§ **What to do**: Repeat exactly the lines from the start of the records below through the line that contains "let id = meta.id;", including both.

§ **Records to process**:
+===+

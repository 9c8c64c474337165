//! Module registry: the single table mapping module ids to their metadata
//! and factories.

use std::collections::HashMap;

use crate::config::DemoConfig;
use crate::error::DemoError;
use crate::manifest::{ModuleEntry, ModuleManifest};
use crate::module::{ModuleId, ModuleInstance};
use crate::modules;

/// Builds a fresh module instance from the demo config.
pub type ModuleFactory = fn(&DemoConfig) -> ModuleInstance;

/// One registered module.
#[derive(Debug, Clone)]
pub struct RegistryEntry {
    pub meta: ModuleEntry,
    pub factory: ModuleFactory,
}

/// Builder for constructing an immutable [`ModuleRegistry`].
#[derive(Debug, Default)]
pub struct RegistryBuilder {
    entries: Vec<RegistryEntry>,
    index: HashMap<ModuleId, usize>,
}

impl RegistryBuilder {
    pub fn new() -> Self {
        Self::default()
    }

    /// Register a module. A second registration of the same id replaces the
    /// first.
    pub fn register(&mut self, meta: ModuleEntry, factory: ModuleFactory) -> &mut Self {
        let id = meta.id;
        let entry = RegistryEntry { meta, factory };
        match self.index.get(&id) {
            Some(&slot) => self.entries[slot] = entry,
            None => {
                self.index.insert(id, self.entries.len());
                self.entries.push(entry);
            }
        }
        self
    }

    /// Finalize. Fails if the config's default module was never registered.
    pub fn build(self, config: DemoConfig) -> Result<ModuleRegistry, DemoError> {
        if !self.index.contains_key(&config.default_module) {
            return Err(DemoError::InvalidConfig {
                detail: format!(
                    "default module '{}' is not registered",
                    config.default_module
                ),
            });
        }
        Ok(ModuleRegistry {
            entries: self.entries,
            index: self.index,
            config,
        })
    }
}

/// Immutable table of registered modules plus the config their factories
/// read.
#[derive(Debug)]
pub struct ModuleRegistry {
    entries: Vec<RegistryEntry>,
    index: HashMap<ModuleId, usize>,
    config: DemoConfig,
}

impl ModuleRegistry {
    /// Register every module listed in `manifest` with its built-in factory.
    pub fn standard(config: DemoConfig, manifest: &ModuleManifest) -> Result<Self, DemoError> {
        let mut builder = RegistryBuilder::new();
        for meta in &manifest.modules {
            builder.register(meta.clone(), factory_for(meta.id));
        }
        builder.build(config)
    }

    pub fn lookup(&self, id: ModuleId) -> Result<&RegistryEntry, DemoError> {
        self.index
            .get(&id)
            .map(|&slot| &self.entries[slot])
            .ok_or_else(|| DemoError::UnknownModule { id: id.to_string() })
    }

    /// Parse and look up a user-supplied id.
    pub fn lookup_str(&self, id: &str) -> Result<&RegistryEntry, DemoError> {
        let parsed: ModuleId = id.parse()?;
        self.lookup(parsed)
    }

    pub fn contains(&self, id: ModuleId) -> bool {
        self.index.contains_key(&id)
    }

    /// Build a fresh instance of a registered module.
    pub fn instantiate(&self, id: ModuleId) -> Result<ModuleInstance, DemoError> {
        let entry = self.lookup(id)?;
        Ok((entry.factory)(&self.config))
    }

    pub fn theme_accent(&self, id: ModuleId) -> Result<&str, DemoError> {
        Ok(self.lookup(id)?.meta.theme_accent.as_str())
    }

    /// Registered ids in registration order.
    pub fn ids(&self) -> impl Iterator<Item = ModuleId> + '_ {
        self.entries.iter().map(|e| e.meta.id)
    }

    pub fn entries(&self) -> &[RegistryEntry] {
        &self.entries
    }

    pub fn default_module(&self) -> ModuleId {
        self.config.default_module
    }

    pub fn config(&self) -> &DemoConfig {
        &self.config
    }
}

fn factory_for(id: ModuleId) -> ModuleFactory {
    match id {
        ModuleId::Pos => |c: &DemoConfig| modules::instantiate(ModuleId::Pos, c),
        ModuleId::Audit => |c: &DemoConfig| modules::instantiate(ModuleId::Audit, c),
        ModuleId::Bookings => |c: &DemoConfig| modules::instantiate(ModuleId::Bookings, c),
        ModuleId::Cameras => |c: &DemoConfig| modules::instantiate(ModuleId::Cameras, c),
        ModuleId::Fiscal => |c: &DemoConfig| modules::instantiate(ModuleId::Fiscal, c),
    }
}

#[cfg(test)]
mod tests {
    use super::*;
    use crate::manifest::default_manifest;

    fn registry() -> ModuleRegistry {
        let config = DemoConfig::embedded().unwrap();
        ModuleRegistry::standard(config, &default_manifest().unwrap()).unwrap()
    }

    fn entry(id: ModuleId, accent: &str) -> ModuleEntry {
        ModuleEntry {
            id,
            title: id.to_string(),
            summary: String::new(),
            theme_accent: accent.to_string(),
            tags: Vec::new(),
        }
    }

    #[test]
    fn standard_registry_has_every_module() {
        let registry = registry();
        for id in ModuleId::ALL {
            let instance = registry.instantiate(id).unwrap();
            assert_eq!(instance.id(), id);
        }
        assert_eq!(registry.ids().count(), ModuleId::ALL.len());
    }

    #[test]
    fn lookup_str_rejects_unknown() {
        let registry = registry();
        assert!(registry.lookup_str("audit").is_ok());
        assert!(matches!(
            registry.lookup_str("payroll"),
            Err(DemoError::UnknownModule { .. })
        ));
    }

    #[test]
    fn theme_accent_comes_from_manifest() {
        let registry = registry();
        assert_eq!(registry.theme_accent(ModuleId::Pos).unwrap(), "cyan");
        assert_eq!(registry.theme_accent(ModuleId::Fiscal).unwrap(), "rose");
    }

    #[test]
    fn unregistered_module_is_unknown() {
        let mut builder = RegistryBuilder::new();
        builder.register(entry(ModuleId::Pos, "cyan"), factory_for(ModuleId::Pos));
        let registry = builder.build(DemoConfig::embedded().unwrap()).unwrap();

        assert!(!registry.contains(ModuleId::Cameras));
        assert!(matches!(
            registry.instantiate(ModuleId::Cameras),
            Err(DemoError::UnknownModule { ref id }) if id == "cameras"
        ));
    }

    #[test]
    fn build_requires_default_module() {
        let mut builder = RegistryBuilder::new();
        builder.register(entry(ModuleId::Audit, "emerald"), factory_for(ModuleId::Audit));
        assert!(matches!(
            builder.build(DemoConfig::embedded().unwrap()),
            Err(DemoError::InvalidConfig { .. })
        ));
    }

    #[test]
    fn re_registration_replaces_entry() {
        let mut builder = RegistryBuilder::new();
        builder
            .register(entry(ModuleId::Pos, "cyan"), factory_for(ModuleId::Pos))
            .register(entry(ModuleId::Pos, "teal"), factory_for(ModuleId::Pos));
        let registry = builder.build(DemoConfig::embedded().unwrap()).unwrap();
        assert_eq!(registry.entries().len(), 1);
        assert_eq!(registry.theme_accent(ModuleId::Pos).unwrap(), "teal");
    }
}
use std::path::PathBuf;

use phoenix_core::booking::BookingError;
use phoenix_core::id::ProductId;
use phoenix_core::placement::PlacementError;

use crate::module::ModuleId;

/// Errors that can occur in the demo engine.
#[derive(Debug, thiserror::Error)]
pub enum DemoError {
    /// The id does not name a registered module.
    #[error("module '{id}' is not registered")]
    UnknownModule { id: String },

    /// A demo-only operation was requested while on the landing page.
    #[error("not in demo mode")]
    NotInDemo,

    /// The action targets a module other than the active one.
    #[error("action '{action}' is not available in module {active:?}")]
    ActionUnavailable {
        action: &'static str,
        active: Option<ModuleId>,
    },

    /// The product id is not in the point-of-sale catalog.
    #[error("product {id:?} not found in catalog")]
    UnknownProduct { id: ProductId },

    /// The cart is locked while a delayed checkout is in flight.
    #[error("checkout already in progress")]
    CheckoutPending,

    /// A booking action was out of order.
    #[error(transparent)]
    Booking(#[from] BookingError),

    /// A placement action had no target.
    #[error(transparent)]
    Placement(#[from] PlacementError),

    /// The configuration parsed but is inconsistent.
    #[error("invalid config: {detail}")]
    InvalidConfig { detail: String },

    /// Failed to parse a config or manifest file.
    #[error("parse error in {file}: {detail}")]
    Parse { file: PathBuf, detail: String },

    /// An I/O error occurred.
    #[error(transparent)]
    Io(#[from] std::io::Error),

    /// A contact link could not be built.
    #[error("invalid contact link: {0}")]
    Link(#[from] url::ParseError),

    /// Snapshot serialization failed.
    #[error("serialization error: {detail}")]
    Serialization { detail: String },
}
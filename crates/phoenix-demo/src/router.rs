//! Top-level view router: landing page versus demo, and which module is on
//! screen.
//!
//! ```text
//! Landing --enter_demo--> Demo(default) --navigate(id)--> Demo(id)
//!    ^                                                       |
//!    +---------------------------exit_demo-------------------+
//! ```
//!
//! Only the active module exists. Navigating away or exiting unmounts and
//! drops it, so no timer outlives the view that armed it.

use phoenix_core::clock::Millis;
use serde::Serialize;
use tracing::{debug, info, warn};
use url::Url;

use crate::action::DemoAction;
use crate::config::DemoConfig;
use crate::contact::{self, Platform};
use crate::error::DemoError;
use crate::event::{DemoEvent, EventLog};
use crate::manifest::default_manifest;
use crate::module::{ModuleId, ModuleInstance, ModuleView};
use crate::modules::audit::AuditModule;
use crate::modules::bookings::BookingsModule;
use crate::modules::cameras::CamerasModule;
use crate::modules::fiscal::FiscalModule;
use crate::modules::pos::PosModule;
use crate::registry::ModuleRegistry;

#[derive(Debug, Clone, Copy, PartialEq, Eq, Serialize)]
#[serde(rename_all = "snake_case")]
pub enum Mode {
    Landing,
    Demo,
}

/// Router-level view state. `active_module` is `Some` exactly when
/// `mode == Demo`.
#[derive(Debug, Clone, Copy, PartialEq, Eq, Serialize)]
pub struct DemoViewState {
    pub mode: Mode,
    pub active_module: Option<ModuleId>,
    /// Mobile navigation drawer. Purely presentational.
    pub nav_expanded: bool,
}

impl Default for DemoViewState {
    fn default() -> Self {
        Self {
            mode: Mode::Landing,
            active_module: None,
            nav_expanded: false,
        }
    }
}

/// Everything a renderer needs for one frame.
#[derive(Debug, Clone, PartialEq, Serialize)]
pub struct ViewSnapshot {
    #[serde(flatten)]
    pub state: DemoViewState,
    pub elapsed_ms: Millis,
    pub theme_accent: Option<String>,
    pub view: Option<ModuleView>,
}

/// Owns the registry, the active module and the event log.
#[derive(Debug)]
pub struct DemoRouter {
    view: DemoViewState,
    registry: ModuleRegistry,
    active: Option<ModuleInstance>,
    events: EventLog,
    elapsed: Millis,
}

impl DemoRouter {
    pub fn new(registry: ModuleRegistry) -> Self {
        let events = EventLog::new(registry.config().event_capacity);
        Self {
            view: DemoViewState::default(),
            registry,
            active: None,
            events,
            elapsed: 0,
        }
    }

    /// Router over every built-in module, configured from `config`.
    pub fn from_config(config: DemoConfig) -> Result<Self, DemoError> {
        let manifest = default_manifest()?;
        Ok(Self::new(ModuleRegistry::standard(config, &manifest)?))
    }

    /// Router using [`DemoConfig::from_env`].
    pub fn standard() -> Result<Self, DemoError> {
        Self::from_config(DemoConfig::from_env()?)
    }

    // -- State --

    pub fn view(&self) -> DemoViewState {
        self.view
    }

    pub fn mode(&self) -> Mode {
        self.view.mode
    }

    pub fn active_module(&self) -> Option<ModuleId> {
        self.view.active_module
    }

    pub fn registry(&self) -> &ModuleRegistry {
        &self.registry
    }

    pub fn events(&self) -> &EventLog {
        &self.events
    }

    pub fn events_mut(&mut self) -> &mut EventLog {
        &mut self.events
    }

    /// Virtual time advanced since the router was created.
    pub fn elapsed(&self) -> Millis {
        self.elapsed
    }

    pub fn active(&self) -> Option<&ModuleInstance> {
        self.active.as_ref()
    }

    // -- Transitions --

    /// `Landing -> Demo(default)`. A no-op when already in the demo.
    pub fn enter_demo(&mut self) -> Result<(), DemoError> {
        if self.view.mode == Mode::Demo {
            return Ok(());
        }
        let id = self.registry.default_module();
        let instance = self.registry.instantiate(id)?;
        self.view.mode = Mode::Demo;
        self.events.push(DemoEvent::DemoEntered);
        self.mount(instance);
        info!(module = %id, "entered demo");
        Ok(())
    }

    /// `Demo(*) -> Landing`, discarding all module state. A no-op on the
    /// landing page.
    pub fn exit_demo(&mut self) {
        if self.view.mode == Mode::Landing {
            return;
        }
        self.unmount();
        self.view = DemoViewState::default();
        self.events.push(DemoEvent::DemoExited);
        info!("exited demo");
    }

    /// Switch the active module. The previous module is unmounted and
    /// dropped; the new one starts fresh, even when it is the same module.
    ///
    /// Unregistered ids leave the router untouched.
    pub fn navigate(&mut self, id: ModuleId) -> Result<(), DemoError> {
        if self.view.mode != Mode::Demo {
            return Err(DemoError::NotInDemo);
        }
        let instance = match self.registry.instantiate(id) {
            Ok(instance) => instance,
            Err(err) => {
                self.reject(id.as_str());
                return Err(err);
            }
        };
        self.unmount();
        self.mount(instance);
        info!(module = %id, "navigated");
        Ok(())
    }

    /// [`navigate`](Self::navigate) by textual id.
    pub fn navigate_str(&mut self, id: &str) -> Result<(), DemoError> {
        if self.view.mode != Mode::Demo {
            return Err(DemoError::NotInDemo);
        }
        match id.parse::<ModuleId>() {
            Ok(parsed) => self.navigate(parsed),
            Err(err) => {
                self.reject(id);
                Err(err)
            }
        }
    }

    /// Flip the mobile navigation drawer. Returns the new state.
    pub fn toggle_nav(&mut self) -> bool {
        self.view.nav_expanded = !self.view.nav_expanded;
        self.view.nav_expanded
    }

    // -- Actions and time --

    /// Route a user action to the active module.
    pub fn dispatch(&mut self, action: DemoAction) -> Result<(), DemoError> {
        let Some(module) = self.active.as_mut() else {
            return Err(DemoError::NotInDemo);
        };
        let active = module.id();
        if action.target() != active {
            return Err(DemoError::ActionUnavailable {
                action: action.name(),
                active: Some(active),
            });
        }
        debug!(module = %active, action = action.name(), "dispatch");
        module.as_module_mut().handle(&action, &mut self.events)
    }

    /// Advance virtual time. Only the active module has timers.
    pub fn advance(&mut self, dt: Millis) {
        self.elapsed = self.elapsed.saturating_add(dt);
        if let Some(module) = self.active.as_mut() {
            module.as_module_mut().advance(dt, &mut self.events);
        }
    }

    // -- Typed access to the active module --

    pub fn pos(&self) -> Option<&PosModule> {
        match &self.active {
            Some(ModuleInstance::Pos(m)) => Some(m),
            _ => None,
        }
    }

    pub fn audit(&self) -> Option<&AuditModule> {
        match &self.active {
            Some(ModuleInstance::Audit(m)) => Some(m),
            _ => None,
        }
    }

    pub fn bookings(&self) -> Option<&BookingsModule> {
        match &self.active {
            Some(ModuleInstance::Bookings(m)) => Some(m),
            _ => None,
        }
    }

    pub fn cameras(&self) -> Option<&CamerasModule> {
        match &self.active {
            Some(ModuleInstance::Cameras(m)) => Some(m),
            _ => None,
        }
    }

    pub fn fiscal(&self) -> Option<&FiscalModule> {
        match &self.active {
            Some(ModuleInstance::Fiscal(m)) => Some(m),
            _ => None,
        }
    }

    // -- Rendering --

    pub fn snapshot(&self) -> ViewSnapshot {
        let theme_accent = self
            .view
            .active_module
            .and_then(|id| self.registry.theme_accent(id).ok())
            .map(str::to_string);
        ViewSnapshot {
            state: self.view,
            elapsed_ms: self.elapsed,
            theme_accent,
            view: self.active.as_ref().map(|m| m.as_module().view()),
        }
    }

    pub fn snapshot_json(&self) -> Result<String, DemoError> {
        serde_json::to_string(&self.snapshot()).map_err(|e| DemoError::Serialization {
            detail: e.to_string(),
        })
    }

    /// Contact link for the configured phone and message.
    pub fn contact_link(&self, platform: Platform) -> Result<Url, DemoError> {
        let cfg = &self.registry.config().contact;
        contact::contact_link(platform, &cfg.phone, &cfg.message)
    }

    // -- Internals --

    fn mount(&mut self, instance: ModuleInstance) {
        let id = instance.id();
        self.active = Some(instance);
        self.view.active_module = Some(id);
        self.events.push(DemoEvent::ModuleEntered { module: id });
    }

    fn unmount(&mut self) {
        if let Some(mut old) = self.active.take() {
            old.as_module_mut().unmount();
            let id = old.id();
            self.events.push(DemoEvent::ModuleExited { module: id });
            debug!(module = %id, "module unmounted");
        }
        self.view.active_module = None;
    }

    fn reject(&mut self, requested: &str) {
        warn!(requested, "navigation to unknown module ignored");
        self.events.push(DemoEvent::NavigationRejected {
            requested: requested.to_string(),
        });
    }
}

// ===========================================================================
// Tests
// ===========================================================================
//! Phoenix Core -- the leaf models behind the Phoenix Neural Suite demo.
//!
//! Everything in this crate is single-threaded and driven by virtual time.
//! Nothing sleeps: a host advances a [`clock::Scheduler`] by some number of
//! milliseconds and feeds each due timer back into the model that armed it.
//!
//! # Timer Pattern
//!
//! Every running process owns exactly one [`clock::TimerSlot`]. Arming the
//! slot replaces any previous timer and bumps its generation, so a fire that
//! was scheduled before a reset is rejected instead of applied:
//!
//! ```rust,ignore
//! let mut sched = Scheduler::new();
//! let mut scan = StageProcess::new("scan", plan, TimerTag(1));
//! scan.start(&mut sched);
//! while let Some(fired) = sched.pop_due(sched.now() + 500) {
//!     let update = scan.on_timer(&mut sched, &fired)?;
//! }
//! ```
//!
//! # Key Types
//!
//! - [`clock::Scheduler`] -- Virtual-time timer queue, one per module instance.
//! - [`stage::StageProcess`] -- Staged or percent-based progress runner.
//! - [`typewriter::Typewriter`] -- Reveals a string one character per tick.
//! - [`cart::Cart`] -- Point-of-sale ledger with derived totals.
//! - [`booking::BookingConversation`] -- Chat-style booking flow that blocks
//!   calendar days once payment is confirmed.
//! - [`placement::Placement`] -- Camera markers placed and rotated on a canvas.

pub mod booking;
pub mod cart;
pub mod clock;
pub mod id;
pub mod placement;
pub mod stage;
pub mod typewriter;

#[cfg(any(test, feature = "test-utils"))]
pub mod test_utils;
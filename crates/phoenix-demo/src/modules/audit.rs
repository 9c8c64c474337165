//! Price auditor: a percent scan followed by a typed-out report.

use phoenix_core::clock::{Fired, Scheduler};
use phoenix_core::id::TimerTag;
use phoenix_core::stage::{StageProcess, StageStatus};
use phoenix_core::typewriter::Typewriter;
use serde::Serialize;

use crate::action::DemoAction;
use crate::config::AuditConfig;
use crate::error::DemoError;
use crate::event::{DemoEvent, EventLog};
use crate::module::{DemoModule, ModuleId, ModuleView};
use crate::modules::discard_stale;

const SCAN: TimerTag = TimerTag(1);
const REPORT: TimerTag = TimerTag(2);

#[derive(Debug, Clone, PartialEq, Serialize)]
pub struct AuditView {
    pub status: StageStatus,
    pub label: String,
    pub percent: u8,
    pub report: String,
    pub report_complete: bool,
}

#[derive(Debug)]
pub struct AuditModule {
    scan: StageProcess,
    report: Typewriter,
    scheduler: Scheduler,
}

impl AuditModule {
    pub fn new(config: &AuditConfig) -> Self {
        Self {
            scan: StageProcess::new("price_scan", config.scan_plan(), SCAN),
            report: Typewriter::new(config.report.clone(), config.report_char_ms, REPORT),
            scheduler: Scheduler::new(),
        }
    }

    pub fn scan(&self) -> &StageProcess {
        &self.scan
    }

    pub fn report(&self) -> &Typewriter {
        &self.report
    }

    /// Start the scan. No-op while running or once finished.
    pub fn start(&mut self) -> bool {
        self.scan.start(&mut self.scheduler)
    }

    /// Throw away all progress and scan again.
    pub fn restart(&mut self) {
        self.scan.reset(&mut self.scheduler);
        self.report.reset(&mut self.scheduler);
        self.scan.start(&mut self.scheduler);
    }

    fn on_scan(&mut self, fired: &Fired, events: &mut EventLog) {
        let update = match self.scan.on_timer(&mut self.scheduler, fired) {
            Ok(update) => update,
            Err(_) => return discard_stale(ModuleId::Audit, fired, events),
        };
        events.push(DemoEvent::StageAdvanced {
            module: ModuleId::Audit,
            process: self.scan.id().to_string(),
            label: update.label,
            percent: update.percent,
        });
        if update.status == StageStatus::Complete {
            events.push(DemoEvent::ProcessCompleted {
                module: ModuleId::Audit,
                process: self.scan.id().to_string(),
            });
            self.report.start(&mut self.scheduler);
            // An empty report is complete before its first tick.
            if self.report.is_complete() {
                self.record_report(events);
            }
        }
    }

    fn record_report(&self, events: &mut EventLog) {
        events.push(DemoEvent::ProcessCompleted {
            module: ModuleId::Audit,
            process: "report".to_string(),
        });
    }

    fn on_report(&mut self, fired: &Fired, events: &mut EventLog) {
        if self.report.on_timer(&mut self.scheduler, fired).is_err() {
            return discard_stale(ModuleId::Audit, fired, events);
        }
        if self.report.is_complete() {
            self.record_report(events);
        }
    }
}

impl DemoModule for AuditModule {
    fn id(&self) -> ModuleId {
        ModuleId::Audit
    }

    fn scheduler(&self) -> &Scheduler {
        &self.scheduler
    }

    fn scheduler_mut(&mut self) -> &mut Scheduler {
        &mut self.scheduler
    }

    fn on_timer(&mut self, fired: Fired, events: &mut EventLog) {
        match fired.tag {
            SCAN => self.on_scan(&fired, events),
            REPORT => self.on_report(&fired, events),
            _ => discard_stale(ModuleId::Audit, &fired, events),
        }
    }

    fn handle(&mut self, action: &DemoAction, _events: &mut EventLog) -> Result<(), DemoError> {
        match action {
            DemoAction::StartAudit => {
                self.start();
                Ok(())
            }
            DemoAction::RestartAudit => {
                self.restart();
                Ok(())
            }
            other => Err(DemoError::ActionUnavailable {
                action: other.name(),
                active: Some(ModuleId::Audit),
            }),
        }
    }

    fn unmount(&mut self) {
        self.scan.reset(&mut self.scheduler);
        self.report.reset(&mut self.scheduler);
    }

    fn view(&self) -> ModuleView {
        ModuleView::Audit(AuditView {
            status: self.scan.status(),
            label: self.scan.label().to_string(),
            percent: self.scan.progress_percent(),
            report: self.report.revealed().to_string(),
            report_complete: self.report.is_complete(),
        })
    }
}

+===+

§ **Expected answer**:
repository 9c8c64c474337165
//! Module registry: the single table mapping module ids to their metadata
//! and factories.

use std::collections::HashMap;

use crate::config::DemoConfig;
use crate::error::DemoError;
use crate::manifest::{ModuleEntry, ModuleManifest};
use crate::module::{ModuleId, ModuleInstance};
use crate::modules;

/// Builds a fresh module instance from the demo config.
pub type ModuleFactory = fn(&DemoConfig) -> ModuleInstance;

/// One registered module.
#[derive(Debug, Clone)]
pub struct RegistryEntry {
    pub meta: ModuleEntry,
    pub factory: ModuleFactory,
}

/// Builder for constructing an immutable [`ModuleRegistry`].
#[derive(Debug, Default)]
pub struct RegistryBuilder {
    entries: Vec<RegistryEntry>,
    index: HashMap<ModuleId, usize>,
}

impl RegistryBuilder {
    pub fn new() -> Self {
        Self::default()
    }

    /// Register a module. A second registration of the same id replaces the
    /// first.
    pub fn register(&mut self, meta: ModuleEntry, factory: ModuleFactory) -> &mut Self {
        let id = meta.id;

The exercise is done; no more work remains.